§ **STORED DATA**
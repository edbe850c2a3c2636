//! Resolution of nested, JSON-encoded workflow outputs.
//!
//! AI steps in the workflow sometimes echo structured output back as a JSON
//! string, so a reply can arrive as `{"output": "{\"output\": \"...\"}"}`.
//! [`unwrap_output`] peels up to [`MAX_UNWRAP_DEPTH`] levels of that encoding
//! and keeps the first attachment reference it finds, preferring deeper levels.

use serde::Serialize;
use serde_json::Value;

/// Fixed recursion bound for [`unwrap_output`].
pub const MAX_UNWRAP_DEPTH: i32 = 3;

#[derive(Clone, Debug, PartialEq, Eq, Serialize)]
#[serde(tag = "kind", rename_all = "snake_case")]
pub enum UnwrappedOutput {
    Text(String),
    TextWithAttachment { text: String, attachment_url: String },
}

impl UnwrappedOutput {
    pub fn text(&self) -> &str {
        match self {
            Self::Text(text) | Self::TextWithAttachment { text, .. } => text,
        }
    }

    pub fn attachment_url(&self) -> Option<&str> {
        match self {
            Self::Text(_) => None,
            Self::TextWithAttachment { attachment_url, .. } => Some(attachment_url),
        }
    }

    pub fn into_parts(self) -> (String, Option<String>) {
        match self {
            Self::Text(text) => (text, None),
            Self::TextWithAttachment { text, attachment_url } => (text, Some(attachment_url)),
        }
    }

    fn with_fallback_attachment(self, fallback: Option<String>) -> Self {
        match (self, fallback) {
            (Self::Text(text), Some(attachment_url)) => {
                Self::TextWithAttachment { text, attachment_url }
            }
            (unwrapped, _) => unwrapped,
        }
    }
}

pub fn unwrap_output(value: &Value) -> UnwrappedOutput {
    unwrap_with_depth(value, MAX_UNWRAP_DEPTH)
}

pub fn unwrap_with_depth(value: &Value, max_depth: i32) -> UnwrappedOutput {
    if max_depth <= 0 {
        return UnwrappedOutput::Text(coerce_text(value));
    }

    match value {
        Value::String(raw) => {
            if !looks_like_object(raw) {
                return UnwrappedOutput::Text(raw.clone());
            }

            match serde_json::from_str::<Value>(raw.trim()) {
                Ok(parsed) => match envelope_output(&parsed) {
                    Some(inner) => descend(inner, &parsed, max_depth),
                    None => UnwrappedOutput::Text(raw.clone()),
                },
                Err(_) => UnwrappedOutput::Text(raw.clone()),
            }
        }
        Value::Object(_) => match envelope_output(value) {
            Some(inner) => descend(inner, value, max_depth),
            None => UnwrappedOutput::Text(coerce_text(value)),
        },
        other => UnwrappedOutput::Text(coerce_text(other)),
    }
}

fn descend(inner: &Value, envelope: &Value, max_depth: i32) -> UnwrappedOutput {
    unwrap_with_depth(inner, max_depth - 1).with_fallback_attachment(attachment_url(envelope))
}

fn envelope_output(value: &Value) -> Option<&Value> {
    value.get("output").filter(|output| !output.is_null())
}

/// Reads `attachment` as either a URL string or an object carrying `url`.
fn attachment_url(envelope: &Value) -> Option<String> {
    let attachment = envelope.get("attachment")?;
    let url = match attachment {
        Value::String(url) => url.as_str(),
        Value::Object(fields) => fields.get("url").and_then(Value::as_str)?,
        _ => return None,
    };

    let url = url.trim();
    (!url.is_empty()).then(|| url.to_string())
}

fn looks_like_object(raw: &str) -> bool {
    let trimmed = raw.trim();
    trimmed.starts_with('{') && trimmed.ends_with('}')
}

fn coerce_text(value: &Value) -> String {
    match value {
        Value::String(text) => text.clone(),
        other => other.to_string(),
    }
}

§ **PROBLEM**
Your task is to transcribe, with no changes, only the lines of the listing above that lie between the line holding "Self::Text(text) | Self::TextWithAttachment" and the line holding "(Self::Text(text), Some(attachment_url)) =>", inclusive.

§ **OUTPUT FOR THIS EXERCISE**
            Self::Text(text) | Self::TextWithAttachment { text, .. } => text,
        }
    }

    pub fn attachment_url(&self) -> Option<&str> {
        match self {
            Self::Text(_) => None,
            Self::TextWithAttachment { attachment_url, .. } => Some(attachment_url),
        }
    }

    pub fn into_parts(self) -> (String, Option<String>) {
        match self {
            Self::Text(text) => (text, None),
            Self::TextWithAttachment { text, attachment_url } => (text, Some(attachment_url)),
        }
    }

    fn with_fallback_attachment(self, fallback: Option<String>) -> Self {
        match (self, fallback) {
            (Self::Text(text), Some(attachment_url)) => {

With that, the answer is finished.